Il corpo prima ci racconta, attraverso la gestualità iconica, del femminile e della sua condizione esistenziale. lI movimento, canale dei corpi danzanti, si svela crudo e nevrotico, perpetuato in una coreografia inquieta e attuale, concentrato tra la creazione di schemi e la loro rottura. Nel rituale si abbattono le differenze tra il corpo fisico e il corpo sociale. Il movimento diventa così sovversivo, catartico, liberatorio. Sono corpi che, attingono da gesti rituali, si trasformano continuamente, assumono posture di animali fieri e dominanti o pose plastiche tipiche di una marionetta. Alternando sequenze corali, duetti ed altre solitarie, le danzatrici evocano dinamiche di dominio e sottomissione. Il loro è un mix di solitudine e complicità, di ribellione e di lotta.

 

Il corpo prima nasce a sostegno del macro progetto GenerAzioni - 3° edizione a cura dell’associazione Selene Centro Studi EkoDanza. 


Osservatorio #2

'A mulletta - 25 ottobre

 

Una scena minimalista caratterizza lo spettacolo, nessun orpello decorativo eccetto Lucrezia. E dal degrado di una discarica, sul ciglio della strada Lucrezia, interpretata da Francesco Bruno, un trans che non ha ancora ultimato il suo percorso e costretto a prostituirsi per vivere, si racconta. Il detrito, lo scarto, diventa il filo rosso che lega tutta la storia e diventa metafora della vita di Lucrezia che lotta per la sua libertà di essere, che oscilla tra l’utile e l’inutile, il nuovo e il vecchio, come emblema della filosofia del pruvammu e jettammu. 
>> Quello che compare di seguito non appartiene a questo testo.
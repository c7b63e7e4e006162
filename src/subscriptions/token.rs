//! Callback bearer tokens (component I, minting half): short-lived
//! JWTs binding a consumer to the epoch it was woken at.
//!
//! Grounded on the session-token pattern used for user auth in the
//! teacher (HS256 via `jsonwebtoken`, `exp` claim, constant-time verify).

use jsonwebtoken::{DecodingKey, EncodingKey, Header, Validation, decode, encode};
use serde::{Deserialize, Serialize};
use thiserror::Error;

#[derive(Debug, Serialize, Deserialize)]
pub struct CallbackClaims {
    pub sub: String, // consumer_id
    pub epoch: u64,
    pub exp: i64,
    pub iat: i64,
}

#[derive(Debug, Error, PartialEq, Eq)]
pub enum TokenError {
    #[error("token is malformed or has an invalid signature")]
    Invalid,
    #[error("token has expired")]
    Expired,
}

pub fn mint(secret: &str, consumer_id: &str, epoch: u64, ttl_secs: u64, now: i64) -> String {
    let claims = CallbackClaims {
        sub: consumer_id.to_string(),
        epoch,
        iat: now,
        exp: now + ttl_secs as i64,
    };
    encode(&Header::default(), &claims, &EncodingKey::from_secret(secret.as_bytes()))
        .expect("HS256 encoding never fails for well-formed claims")
}

pub fn verify(secret: &str, token: &str) -> Result<CallbackClaims, TokenError> {
    let mut validation = Validation::default();
    validation.validate_exp = false; // distinguish expired from malformed ourselves
    let data = decode::<CallbackClaims>(token, &DecodingKey::from_secret(secret.as_bytes()), &validation)
        .map_err(|_| TokenError::Invalid)?;

    let now = chrono::Utc::now().timestamp();
    if data.claims.exp < now {
        return Err(TokenError::Expired);
    }
    Ok(data.claims)
}

/// A token is "near expiry" when less than a third of its TTL remains;
/// only then does the callback handler bother rotating it.
pub fn needs_rotation(claims: &CallbackClaims, ttl_secs: u64, now: i64) -> bool {
    let remaining = claims.exp - now;
    remaining < (ttl_secs as i64) / 3
}

#[cfg(test)]
mod tests {
    use super::*;

    #[test]
    fn mint_and_verify_round_trip() {
        let now = 1_000_000;
        let token = mint("secret", "c1", 3, 300, now);
        let claims = verify("secret", &token).unwrap();
        assert_eq!(claims.sub, "c1");
        assert_eq!(claims.epoch, 3);
    }

    #[test]
    fn verify_rejects_wrong_secret() {
        let token = mint("secret", "c1", 0, 300, 1_000_000);
        assert_eq!(verify("other-secret", &token), Err(TokenError::Invalid));
    }

    #[test]
    fn verify_rejects_malformed_token() {
        assert_eq!(verify("secret", "not-a-jwt"), Err(TokenError::Invalid));
    }

    #[test]
    fn needs_rotation_near_expiry() {
        let claims = CallbackClaims { sub: "c1".into(), epoch: 0, iat: 0, exp: 300 };
        assert!(needs_rotation(&claims, 300, 290));
        assert!(!needs_rotation(&claims, 300, 100));
    }
}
Nel plot scritto da Pasquale Faraco, come in una sceneggiata meroliana, Lucrezia declama l’amore, l'onore, la passione e la gelosia, la lotta tra il bene e il male, i tradimenti e i rapporti parentali. 
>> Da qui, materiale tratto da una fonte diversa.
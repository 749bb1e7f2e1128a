mod args;

use args::Args;
use clap::Parser;
use indexmap::IndexMap;
use notation_fontgen::{
    allocate, build_font, load_spec,
    mapping::export,
    validator::{check_drift, validate, Snapshot},
    BuildOptions, FontBackend, FontgenError, MemoryFont,
};

const MAPPING_FILE: &str = "mapping.json";
const FONT_FILE: &str = "notation-font.json";

fn run(args: &Args) -> Result<(), FontgenError> {
    let spec = load_spec(&args.atoms)?;
    let layout = allocate(&spec)?;
    validate(&layout)?;
    log::info!("Layout valid: {} atoms", layout.atom_count());

    if let Some(golden) = &args.golden {
        let snapshot = Snapshot::load(golden)?;
        match check_drift(&layout, &snapshot) {
            Err(FontgenError::CodepointDrift(drifts)) if args.allow_drift => {
                for drift in &drifts {
                    log::warn!("Codepoint drift: {}", drift);
                }
            }
            other => other?,
        }
    }

    std::fs::create_dir_all(&args.output_dir)?;
    let mapping = export(&spec, &layout);
    mapping.save(args.output_dir.join(MAPPING_FILE))?;

    if args.validate_only {
        return Ok(());
    }
    let Some(base_font) = &args.base_font else {
        log::warn!("No base font given, skipping font build");
        return Ok(());
    };

    let mut font = MemoryFont::load(base_font)?;
    let mut sources = IndexMap::new();
    for symbol_font in &args.symbol_fonts {
        sources.insert(symbol_font.name.clone(), MemoryFont::load(&symbol_font.path)?);
    }
    let report = build_font(
        &spec,
        &layout,
        &mut font,
        &sources,
        BuildOptions {
            strict: args.strict,
        },
    )?;
    for skipped in &report.skipped {
        log::warn!("Not built: {}", skipped);
    }
    FontBackend::save(&font, &args.output_dir.join(FONT_FILE))?;
    Ok(())
}

fn main() {
    let args = Args::parse();
    env_logger::Builder::new()
        .filter_level(args.verbosity.into())
        .init();

    if let Err(e) = run(&args) {
        log::error!("{}", e);
        std::process::exit(1);
    }
}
A mulletta, il coltello a serramanico da guapperia, è lo strumento di una tragedia sfiorata, in cui il tradimento e la perdita dell’onore rendono protagonisti isso, essa e o’malamente. Una sceneggiata che segna, per Lucrezia, l’ennesima privazione di qualcuno di cui avere cura e da cui ricevere cura. A mulletta pronta a scattare, a squarciare, a spargere sangue, diventa quindi il mezzo simbolico delle ferite dell’anima di Lucrezia. 

Isso, essa e o’malamente, non sono altro che etichette, nomi, ruoli ben definiti, fantasmi sul palcoscenico della vita, da cui Lucrezia rifugge in una costante ricerca del sé al di là della maschera. 
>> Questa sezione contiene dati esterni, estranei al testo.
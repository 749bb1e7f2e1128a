use std::path::Path as FsPath;

use kurbo::{Affine, Rect};

use super::{FontBackend, GlyphKey};
use crate::{
    resolver::{ComponentRef, GlyphMetrics},
    shape::Shape,
    Component, Font, FontgenError, Glyph, Path,
};

/// The in-memory reference backend
pub type MemoryFont = Font;

impl Font {
    fn lookup(&self, key: GlyphKey<'_>) -> Option<&Glyph> {
        match key {
            GlyphKey::Codepoint(cp) => self.glyphs.get_by_codepoint(cp),
            GlyphKey::Name(name) => self.glyphs.get(name),
        }
    }
}

impl FontBackend for Font {
    fn glyph_metrics(&self, key: GlyphKey<'_>) -> Option<GlyphMetrics> {
        let glyph = self.lookup(key)?;
        let bbox = match glyph.layer.bounds(self) {
            Ok(bbox) => bbox.unwrap_or(Rect::ZERO),
            Err(e) => {
                log::warn!("Could not compute bounds of {}: {}", glyph.name, e);
                return None;
            }
        };
        Some(GlyphMetrics::new(
            glyph.name.as_str(),
            bbox,
            glyph.layer.width,
        ))
    }

    fn create_composite(
        &mut self,
        codepoint: u32,
        name: &str,
        components: &[ComponentRef],
    ) -> Result<(), FontgenError> {
        let mut glyph = Glyph::new(name, Some(codepoint), 0.0);
        for component in components {
            if self.glyphs.get(&component.glyph).is_none() {
                return Err(FontgenError::GlyphNotFound {
                    glyph: component.glyph.to_string(),
                });
            }
            glyph.layer.push_component(Component::new(
                component.glyph.clone(),
                component.transform,
            ));
        }
        self.add_glyph(glyph);
        Ok(())
    }

    fn create_outline(
        &mut self,
        codepoint: u32,
        name: &str,
        paths: Vec<Path>,
        advance_width: f64,
    ) -> Result<(), FontgenError> {
        let mut glyph = Glyph::new(name, Some(codepoint), advance_width);
        glyph.layer.shapes = paths.into_iter().map(Shape::Path).collect();
        self.add_glyph(glyph);
        Ok(())
    }

    fn import_glyph(
        &mut self,
        source: &Self,
        source_codepoint: u32,
        codepoint: u32,
        name: &str,
        scale: f64,
    ) -> Result<(), FontgenError> {
        let original = source.glyphs.get_by_codepoint(source_codepoint).ok_or_else(|| {
            FontgenError::GlyphNotFound {
                glyph: GlyphKey::Codepoint(source_codepoint).to_string(),
            }
        })?;
        // Component references point into the source font, so flatten them
        let layer = original.layer.decomposed(source);
        let transform = Affine::scale(scale);
        let mut glyph = Glyph::new(name, Some(codepoint), layer.width * scale);
        glyph.layer.shapes = layer
            .shapes
            .iter()
            .map(|shape| shape.apply_transform(transform))
            .collect();
        log::debug!(
            "Imported {} as {} from U+{:04X} to U+{:04X} (scale {})",
            original.name,
            glyph.name,
            source_codepoint,
            codepoint,
            scale
        );
        self.add_glyph(glyph);
        Ok(())
    }

    fn set_advance_width(&mut self, key: GlyphKey<'_>, width: f64) -> Result<(), FontgenError> {
        let glyph = match key {
            GlyphKey::Codepoint(cp) => self.glyphs.get_by_codepoint_mut(cp),
            GlyphKey::Name(name) => self.glyphs.get_mut(name),
        }
        .ok_or_else(|| FontgenError::GlyphNotFound {
            glyph: key.to_string(),
        })?;
        glyph.layer.width = width;
        Ok(())
    }

    fn save(&self, path: &FsPath) -> Result<(), FontgenError> {
        Font::save(self, path)
    }
}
A mulletta, curata da AnimaliaTeatro per la regia di Danilo De Summa, è il ritratto tragicomico della società, dei problemi reali, vissuti nelle strade e considerati ancora tabù. La spazzatura, come rumore di fondo, un accumulo di oggetti come raccolta di linguaggi sulla condizione umana, è il residuo di tutte le storie già vissute, ma a anche punto di partenza per altrettante da vivere. 

 

Di Pasquale Faraco, con Francesco Bruno, per la regia di Danilo De Summa.